■ **TASK GOAL**:
Scan the records for "becomes". Report each line that includes it.

Top of RECORDS SHOWN

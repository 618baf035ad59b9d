//! The vector index backend (C4). Qdrant is the only supported backend —
//! the spec treats the vector database as a single remote service, not a
//! pluggable abstraction (§9).

pub mod qdrant;

pub use qdrant::QdrantVectorIndex;
//! StickFlow: reactive, frame-driven input pipeline for Rust.
//!
//! Producers offer raw values for a [`Usage`] into per-frame [`Stream`]s; consumers
//! subscribe to [`InputSource`]s and build derived nodes (edges, chords, shortcuts,
//! filters, axes) with [`InputSourceExt`]. Everything is delivered synchronously from
//! [`Context::update`], once per frame, in two phases: process, then advance.
//!
//! ```
//! use std::rc::Rc;
//! use stickflow::devices::gamepad;
//! use stickflow::{Context, InputSource, InputSourceExt, ListObserver};
//!
//! let context = Context::new().unwrap();
//! let south = gamepad::BUTTON_SOUTH.stub(&context).unwrap();
//!
//! let presses = Rc::new(ListObserver::new());
//! let _subscription = gamepad::BUTTON_SOUTH
//!     .pressed()
//!     .subscribe(&context, presses.clone())
//!     .unwrap();
//!
//! south.press();
//! south.release();
//! context.update();
//! assert_eq!(presses.len(), 1);
//! ```

pub mod callback;
pub mod combinators;
pub mod config;
pub mod context;
pub mod deferred;
pub mod devices;
pub mod error;
pub mod event;
pub mod logger;
pub mod observer;
pub mod observer_list;
pub mod source;
pub mod stream;
pub mod stream_context;
pub mod subscription;
pub mod time;
pub mod usage;

pub use callback::{Callback, CallbackRegistry};
pub use combinators::{chord, combine_latest, composite, merge, shortcut, InputSourceExt};
pub use config::ContextConfig;
pub use context::{Context, ContextHandle, ContextId, ContextRegistry, Scheduler, MAX_CONTEXTS};
pub use deferred::DeferredQueue;
pub use error::{Error, Result};
pub use event::{EdgeKind, InputEvent};
pub use logger::LogObserver;
pub use observer::{FnObserver, ListObserver, Notification, Observer};
pub use observer_list::{ObserverId, ObserverList};
pub use source::{Control, InputSource};
pub use stream::{Stream, StreamWriter};
pub use stream_context::StreamContext;
pub use subscription::Subscription;
pub use time::{Clock, ManualClock, MonotonicClock, TimePoint, TimerId, TimerQueue};
pub use usage::{Endpoint, SourceType, Usage};
//! Per-usage value buffers.
//!
//! A [`Stream`] collects the values offered for one [`Usage`] during a frame. Slot 0 always
//! holds the *previous* value (the absolute value carried over from the last frame); the
//! slots after it are the *pending* values offered since the last [`Stream::advance`].
//!
//! ```text
//! [previous | pending 0 | pending 1 | ...]
//!  \_______ as_extended_slice() ______/
//!             \___ as_slice() ____/
//! ```
//!
//! `advance()` moves the last pending value into slot 0 and truncates the buffer without
//! releasing capacity, so a stream that sees a steady rate of samples stops allocating
//! after warm-up.

use crate::usage::Usage;
use std::cell::RefCell;
use std::rc::Weak;

/// Append-style buffer of values for one usage.
#[derive(Clone, Debug)]
pub struct Stream<T> {
    usage: Usage,
    values: Vec<T>,
}

impl<T> Stream<T> {
    /// Create a stream seeded with `initial_value` as its previous value.
    ///
    /// The seed is not pending: `as_slice()` is empty until something is offered.
    pub fn new(usage: Usage, initial_value: T) -> Self {
        Self::with_capacity(usage, initial_value, 1)
    }

    /// Like [`Stream::new`], reserving room for `capacity` pending values.
    pub fn with_capacity(usage: Usage, initial_value: T, capacity: usize) -> Self {
        let mut values = Vec::with_capacity(capacity.saturating_add(1));
        values.push(initial_value);
        Self { usage, values }
    }

    #[inline]
    pub fn usage(&self) -> Usage {
        self.usage
    }

    /// Append a value.
    #[inline]
    pub fn offer(&mut self, value: T) {
        self.values.push(value);
    }

    /// Append a copy of a borrowed value.
    #[inline]
    pub fn offer_ref(&mut self, value: &T)
    where
        T: Clone,
    {
        self.values.push(value.clone());
    }

    /// Values offered since the last advance.
    #[inline]
    pub fn as_slice(&self) -> &[T] {
        &self.values[1..]
    }

    /// The previous value followed by the pending values.
    #[inline]
    pub fn as_extended_slice(&self) -> &[T] {
        &self.values
    }

    /// The value carried over from the previous frame.
    #[inline]
    pub fn previous(&self) -> &T {
        &self.values[0]
    }

    /// The most recent value: the last pending value, or the previous one if nothing is pending.
    #[inline]
    pub fn current(&self) -> &T {
        &self.values[self.values.len() - 1]
    }

    /// Number of pending values.
    #[inline]
    pub fn len(&self) -> usize {
        self.values.len() - 1
    }

    #[inline]
    pub fn is_empty(&self) -> bool {
        self.values.len() == 1
    }

    #[inline]
    pub fn capacity(&self) -> usize {
        self.values.capacity() - 1
    }

    /// End the frame: the last pending value (if any) becomes the previous value and the
    /// pending window is cleared.
    pub fn advance(&mut self) {
        let last = self.values.len() - 1;
        if last > 0 {
            self.values.swap(0, last);
            self.values.truncate(1);
        }
    }

    /// End the frame after the first `consumed` pending values were delivered: the last of
    /// them becomes the previous value, the pending values after it stay pending.
    pub fn advance_by(&mut self, consumed: usize) {
        let consumed = consumed.min(self.len());
        if consumed > 0 {
            self.values.drain(..consumed);
        }
    }
}

/// Producer handle for a stream owned by a [`Context`](crate::Context).
///
/// The handle does not keep the stream alive. Offers made after the owning context was
/// disposed are dropped with a warning.
pub struct StreamWriter<T> {
    usage: Usage,
    stream: Weak<RefCell<Stream<T>>>,
}

impl<T> Clone for StreamWriter<T> {
    fn clone(&self) -> Self {
        Self {
            usage: self.usage,
            stream: self.stream.clone(),
        }
    }
}

impl<T> StreamWriter<T> {
    pub(crate) fn new(usage: Usage, stream: Weak<RefCell<Stream<T>>>) -> Self {
        Self { usage, stream }
    }

    #[inline]
    pub fn usage(&self) -> Usage {
        self.usage
    }

    /// True while the owning context still holds the stream.
    pub fn is_attached(&self) -> bool {
        self.stream.strong_count() > 0
    }

    /// Offer a value for delivery on the next update.
    pub fn offer(&self, value: T) {
        match self.stream.upgrade() {
            Some(stream) => stream.borrow_mut().offer(value),
            None => self.warn_detached(),
        }
    }

    /// Offer a copy of a borrowed value.
    pub fn offer_ref(&self, value: &T)
    where
        T: Clone,
    {
        match self.stream.upgrade() {
            Some(stream) => stream.borrow_mut().offer_ref(value),
            None => self.warn_detached(),
        }
    }

    /// Run `f` against the underlying stream, `None` once detached.
    pub fn with_stream<R>(&self, f: impl FnOnce(&Stream<T>) -> R) -> Option<R> {
        self.stream.upgrade().map(|stream| f(&stream.borrow()))
    }

    fn warn_detached(&self) {
        log::warn!(
            "offer to stream {} dropped: owning context was disposed",
            self.usage
        );
    }
}

#[cfg(test)]
mod tests {
    use super::*;

    const USAGE: Usage = Usage::from_parts(0x05, 0x01);

    #[test]
    fn new_stream_has_no_pending_values() {
        let mut stream = Stream::new(USAGE, 100);
        assert_eq!(stream.as_slice().len(), 0);
        assert_eq!(*stream.previous(), 100);
        assert_eq!(stream.as_extended_slice(), &[100]);

        stream.advance();
        assert_eq!(stream.as_slice().len(), 0);
        assert_eq!(*stream.previous(), 100);
    }

    #[test]
    fn offers_accumulate_until_advance() {
        let mut stream = Stream::new(USAGE, 0);
        for v in 1..=5 {
            stream.offer(v);
        }
        assert_eq!(stream.as_slice(), &[1, 2, 3, 4, 5]);
        assert_eq!(stream.as_extended_slice().len(), 6);
        assert_eq!(*stream.current(), 5);

        stream.advance();
        assert!(stream.is_empty());
        assert_eq!(*stream.previous(), 5);
        assert_eq!(stream.as_extended_slice(), &[5]);
    }

    #[test]
    fn advance_by_keeps_undelivered_values_pending() {
        let mut stream = Stream::new(USAGE, 0);
        for v in 1..=4 {
            stream.offer(v);
        }
        stream.advance_by(2);
        assert_eq!(*stream.previous(), 2);
        assert_eq!(stream.as_slice(), &[3, 4]);

        stream.advance_by(0);
        assert_eq!(stream.as_extended_slice(), &[2, 3, 4]);

        stream.advance_by(10);
        assert_eq!(stream.as_extended_slice(), &[4]);
    }

    #[test]
    fn offer_ref_and_offer_are_equivalent() {
        let mut a = Stream::new(USAGE, String::new());
        let mut b = Stream::new(USAGE, String::new());
        let value = String::from("x");
        a.offer(value.clone());
        b.offer_ref(&value);
        assert_eq!(a.as_slice(), b.as_slice());
    }

    #[test]
    fn advance_keeps_capacity() {
        let mut stream = Stream::new(USAGE, 0u8);
        for v in 0..32 {
            stream.offer(v);
        }
        let capacity = stream.capacity();
        stream.advance();
        assert!(stream.capacity() >= capacity);
        for v in 0..32 {
            stream.offer(v);
        }
        assert_eq!(stream.capacity(), capacity);
    }
}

Bottom of RECORDS SHOWN

■ **TASK SOLUTION**:
    /// End the frame: the last pending value (if any) becomes the previous value and the
    /// them becomes the previous value, the pending values after it stay pending.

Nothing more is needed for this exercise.